YOUR ASSIGNMENT:
Tally how many lines in the data below include "SlackConfig", then please reply with only that figure.

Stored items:

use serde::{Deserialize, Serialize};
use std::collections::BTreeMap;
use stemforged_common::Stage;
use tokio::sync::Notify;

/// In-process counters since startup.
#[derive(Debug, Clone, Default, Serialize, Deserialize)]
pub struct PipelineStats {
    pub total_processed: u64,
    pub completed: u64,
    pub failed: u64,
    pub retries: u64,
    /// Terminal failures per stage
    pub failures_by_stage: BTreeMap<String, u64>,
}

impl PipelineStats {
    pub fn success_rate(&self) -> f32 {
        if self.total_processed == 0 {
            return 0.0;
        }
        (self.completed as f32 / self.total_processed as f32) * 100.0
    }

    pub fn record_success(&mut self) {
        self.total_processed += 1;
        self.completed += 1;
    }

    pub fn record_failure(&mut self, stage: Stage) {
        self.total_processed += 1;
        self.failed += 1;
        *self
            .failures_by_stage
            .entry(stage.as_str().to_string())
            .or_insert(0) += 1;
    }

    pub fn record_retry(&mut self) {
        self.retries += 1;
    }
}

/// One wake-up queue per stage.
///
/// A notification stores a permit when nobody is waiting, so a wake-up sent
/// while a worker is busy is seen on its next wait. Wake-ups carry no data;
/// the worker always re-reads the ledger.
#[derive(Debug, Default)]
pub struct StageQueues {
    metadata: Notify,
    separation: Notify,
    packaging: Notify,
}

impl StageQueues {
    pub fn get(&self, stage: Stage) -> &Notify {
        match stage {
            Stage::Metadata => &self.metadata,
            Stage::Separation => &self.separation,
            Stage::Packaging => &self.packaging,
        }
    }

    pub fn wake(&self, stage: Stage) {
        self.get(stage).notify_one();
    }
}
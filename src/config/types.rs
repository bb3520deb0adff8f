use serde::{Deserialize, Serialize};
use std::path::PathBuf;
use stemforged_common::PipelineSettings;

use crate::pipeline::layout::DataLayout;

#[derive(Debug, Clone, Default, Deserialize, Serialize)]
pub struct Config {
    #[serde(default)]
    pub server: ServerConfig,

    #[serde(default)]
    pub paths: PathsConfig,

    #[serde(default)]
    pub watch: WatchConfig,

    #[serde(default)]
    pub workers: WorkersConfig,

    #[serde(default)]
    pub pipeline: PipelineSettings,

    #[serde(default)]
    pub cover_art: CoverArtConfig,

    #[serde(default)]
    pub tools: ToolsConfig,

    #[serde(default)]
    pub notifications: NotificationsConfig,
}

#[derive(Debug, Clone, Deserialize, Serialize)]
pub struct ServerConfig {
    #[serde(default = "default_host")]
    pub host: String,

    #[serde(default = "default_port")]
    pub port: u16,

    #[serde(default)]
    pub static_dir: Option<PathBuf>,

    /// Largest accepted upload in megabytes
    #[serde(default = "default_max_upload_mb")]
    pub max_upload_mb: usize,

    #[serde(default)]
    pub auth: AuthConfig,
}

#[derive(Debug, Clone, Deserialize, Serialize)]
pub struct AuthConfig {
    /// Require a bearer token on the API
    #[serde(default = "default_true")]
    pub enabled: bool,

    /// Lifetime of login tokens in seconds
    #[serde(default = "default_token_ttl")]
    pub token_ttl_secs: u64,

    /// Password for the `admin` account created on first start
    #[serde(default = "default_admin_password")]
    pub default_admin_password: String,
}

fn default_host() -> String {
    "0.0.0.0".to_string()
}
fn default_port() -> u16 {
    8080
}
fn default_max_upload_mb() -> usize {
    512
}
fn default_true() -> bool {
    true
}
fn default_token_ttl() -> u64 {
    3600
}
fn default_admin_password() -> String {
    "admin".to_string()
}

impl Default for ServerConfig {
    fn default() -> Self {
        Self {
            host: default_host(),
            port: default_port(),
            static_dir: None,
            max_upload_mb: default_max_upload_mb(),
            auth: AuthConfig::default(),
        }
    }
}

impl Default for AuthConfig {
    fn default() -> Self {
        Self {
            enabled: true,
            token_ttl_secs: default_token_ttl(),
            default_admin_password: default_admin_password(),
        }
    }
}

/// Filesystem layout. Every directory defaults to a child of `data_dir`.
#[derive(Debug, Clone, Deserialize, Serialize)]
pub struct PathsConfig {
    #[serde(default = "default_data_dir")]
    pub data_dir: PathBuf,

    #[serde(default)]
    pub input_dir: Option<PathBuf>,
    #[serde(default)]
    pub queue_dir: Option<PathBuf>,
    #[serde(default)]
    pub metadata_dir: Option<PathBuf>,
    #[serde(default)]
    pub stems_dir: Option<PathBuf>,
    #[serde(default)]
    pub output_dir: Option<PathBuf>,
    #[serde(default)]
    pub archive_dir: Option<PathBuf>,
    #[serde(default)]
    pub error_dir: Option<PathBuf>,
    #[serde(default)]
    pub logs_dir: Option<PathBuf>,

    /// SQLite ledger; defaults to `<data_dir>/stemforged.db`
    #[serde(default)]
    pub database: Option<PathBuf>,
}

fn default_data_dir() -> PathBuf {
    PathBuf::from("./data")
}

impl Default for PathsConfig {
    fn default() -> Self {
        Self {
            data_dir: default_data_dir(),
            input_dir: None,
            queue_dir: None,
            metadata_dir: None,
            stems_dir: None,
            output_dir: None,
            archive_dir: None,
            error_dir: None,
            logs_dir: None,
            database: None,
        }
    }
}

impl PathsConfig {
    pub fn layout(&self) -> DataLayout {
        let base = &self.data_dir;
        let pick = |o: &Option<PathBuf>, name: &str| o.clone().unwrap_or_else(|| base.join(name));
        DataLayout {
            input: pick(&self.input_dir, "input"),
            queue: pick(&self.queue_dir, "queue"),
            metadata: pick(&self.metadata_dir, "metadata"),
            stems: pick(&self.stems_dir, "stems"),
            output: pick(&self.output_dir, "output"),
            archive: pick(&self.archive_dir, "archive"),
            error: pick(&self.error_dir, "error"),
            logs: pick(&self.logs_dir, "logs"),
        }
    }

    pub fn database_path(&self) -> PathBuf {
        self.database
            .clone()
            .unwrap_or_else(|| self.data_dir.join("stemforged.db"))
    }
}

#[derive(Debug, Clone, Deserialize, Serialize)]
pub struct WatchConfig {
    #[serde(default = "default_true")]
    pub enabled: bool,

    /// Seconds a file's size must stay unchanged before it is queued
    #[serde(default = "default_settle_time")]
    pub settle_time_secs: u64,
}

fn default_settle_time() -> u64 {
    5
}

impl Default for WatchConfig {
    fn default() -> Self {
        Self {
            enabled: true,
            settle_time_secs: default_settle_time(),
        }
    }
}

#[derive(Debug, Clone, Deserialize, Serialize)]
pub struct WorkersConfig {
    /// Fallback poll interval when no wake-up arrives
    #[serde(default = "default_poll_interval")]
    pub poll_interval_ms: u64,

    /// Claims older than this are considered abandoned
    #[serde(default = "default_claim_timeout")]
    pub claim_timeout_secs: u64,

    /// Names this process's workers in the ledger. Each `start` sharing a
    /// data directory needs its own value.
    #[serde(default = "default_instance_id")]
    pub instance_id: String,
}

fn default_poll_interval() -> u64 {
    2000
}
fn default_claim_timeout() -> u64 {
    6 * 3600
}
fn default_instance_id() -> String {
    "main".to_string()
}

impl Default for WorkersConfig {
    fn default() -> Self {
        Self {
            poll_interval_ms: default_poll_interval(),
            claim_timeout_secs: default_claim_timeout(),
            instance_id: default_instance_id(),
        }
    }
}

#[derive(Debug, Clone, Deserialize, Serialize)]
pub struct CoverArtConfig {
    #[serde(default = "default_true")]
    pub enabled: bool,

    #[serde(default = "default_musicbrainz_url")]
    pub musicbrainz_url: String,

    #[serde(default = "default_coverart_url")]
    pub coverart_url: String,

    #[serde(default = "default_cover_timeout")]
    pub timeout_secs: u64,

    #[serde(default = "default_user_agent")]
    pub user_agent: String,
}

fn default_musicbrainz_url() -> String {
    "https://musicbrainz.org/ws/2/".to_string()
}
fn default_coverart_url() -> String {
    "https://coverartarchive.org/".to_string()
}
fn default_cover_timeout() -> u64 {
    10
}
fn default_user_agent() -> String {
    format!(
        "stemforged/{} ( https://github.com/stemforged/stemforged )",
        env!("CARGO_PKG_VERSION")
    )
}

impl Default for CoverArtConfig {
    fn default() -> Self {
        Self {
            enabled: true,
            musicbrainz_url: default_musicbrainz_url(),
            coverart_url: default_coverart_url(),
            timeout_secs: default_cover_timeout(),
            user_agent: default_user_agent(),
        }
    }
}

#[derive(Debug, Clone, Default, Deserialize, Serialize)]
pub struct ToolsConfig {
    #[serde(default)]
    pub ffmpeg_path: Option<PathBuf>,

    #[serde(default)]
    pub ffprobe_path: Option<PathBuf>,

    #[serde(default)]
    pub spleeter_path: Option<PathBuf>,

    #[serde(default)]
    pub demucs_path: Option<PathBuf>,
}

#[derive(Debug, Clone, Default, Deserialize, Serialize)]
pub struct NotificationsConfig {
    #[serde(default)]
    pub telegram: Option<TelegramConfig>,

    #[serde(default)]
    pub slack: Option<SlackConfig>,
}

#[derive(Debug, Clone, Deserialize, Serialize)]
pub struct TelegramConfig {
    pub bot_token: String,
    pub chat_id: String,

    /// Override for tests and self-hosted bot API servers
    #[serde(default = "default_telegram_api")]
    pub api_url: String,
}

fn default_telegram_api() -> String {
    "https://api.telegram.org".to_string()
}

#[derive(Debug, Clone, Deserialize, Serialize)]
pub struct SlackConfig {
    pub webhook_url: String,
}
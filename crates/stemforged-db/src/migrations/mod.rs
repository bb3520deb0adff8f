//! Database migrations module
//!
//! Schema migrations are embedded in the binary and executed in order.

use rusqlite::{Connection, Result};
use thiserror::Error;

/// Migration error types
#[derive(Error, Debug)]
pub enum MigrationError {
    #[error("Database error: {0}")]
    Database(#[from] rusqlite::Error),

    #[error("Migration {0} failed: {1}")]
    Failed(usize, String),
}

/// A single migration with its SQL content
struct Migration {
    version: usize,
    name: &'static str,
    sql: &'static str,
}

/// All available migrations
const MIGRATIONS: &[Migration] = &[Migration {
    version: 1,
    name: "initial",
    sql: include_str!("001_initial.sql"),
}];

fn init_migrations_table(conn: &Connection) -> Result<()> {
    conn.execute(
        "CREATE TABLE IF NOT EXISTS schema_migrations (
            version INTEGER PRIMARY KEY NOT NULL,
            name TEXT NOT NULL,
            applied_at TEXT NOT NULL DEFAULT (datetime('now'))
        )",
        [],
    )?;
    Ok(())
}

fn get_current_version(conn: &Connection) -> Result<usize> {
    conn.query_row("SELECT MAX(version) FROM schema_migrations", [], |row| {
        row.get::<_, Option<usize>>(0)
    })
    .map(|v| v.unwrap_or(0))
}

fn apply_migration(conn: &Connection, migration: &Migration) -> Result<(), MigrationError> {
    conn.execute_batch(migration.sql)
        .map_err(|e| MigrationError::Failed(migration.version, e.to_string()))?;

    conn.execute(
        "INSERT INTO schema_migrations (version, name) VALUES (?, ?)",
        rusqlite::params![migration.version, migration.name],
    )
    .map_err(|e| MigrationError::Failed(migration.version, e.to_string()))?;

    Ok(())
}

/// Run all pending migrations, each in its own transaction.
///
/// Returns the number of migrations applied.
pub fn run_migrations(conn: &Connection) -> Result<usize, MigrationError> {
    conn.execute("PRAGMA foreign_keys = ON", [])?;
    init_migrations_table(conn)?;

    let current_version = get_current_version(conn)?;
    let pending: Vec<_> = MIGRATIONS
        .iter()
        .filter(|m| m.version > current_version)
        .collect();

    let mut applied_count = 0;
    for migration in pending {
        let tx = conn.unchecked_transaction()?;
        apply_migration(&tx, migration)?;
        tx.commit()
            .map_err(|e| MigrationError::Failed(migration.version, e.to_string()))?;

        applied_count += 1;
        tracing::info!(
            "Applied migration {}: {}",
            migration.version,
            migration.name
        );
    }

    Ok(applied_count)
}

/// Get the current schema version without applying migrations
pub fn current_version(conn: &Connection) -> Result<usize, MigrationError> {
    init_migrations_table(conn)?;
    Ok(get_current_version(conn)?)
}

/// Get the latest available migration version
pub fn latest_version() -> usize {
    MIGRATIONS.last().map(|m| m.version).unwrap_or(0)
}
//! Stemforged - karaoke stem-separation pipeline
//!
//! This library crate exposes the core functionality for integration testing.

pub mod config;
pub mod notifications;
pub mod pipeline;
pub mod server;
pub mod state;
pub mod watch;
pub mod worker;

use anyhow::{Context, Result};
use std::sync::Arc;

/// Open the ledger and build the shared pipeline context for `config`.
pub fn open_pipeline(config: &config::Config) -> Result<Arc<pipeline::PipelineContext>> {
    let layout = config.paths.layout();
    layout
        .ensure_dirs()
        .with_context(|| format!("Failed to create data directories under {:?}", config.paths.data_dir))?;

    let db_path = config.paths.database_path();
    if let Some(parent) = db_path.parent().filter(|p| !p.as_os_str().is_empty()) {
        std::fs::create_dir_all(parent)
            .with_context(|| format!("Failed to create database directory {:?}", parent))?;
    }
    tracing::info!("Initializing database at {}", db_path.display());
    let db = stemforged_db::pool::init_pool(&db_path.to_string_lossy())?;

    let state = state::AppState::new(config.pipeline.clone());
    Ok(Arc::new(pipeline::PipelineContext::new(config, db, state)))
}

SOLUTION TO THE EXERCISE:
2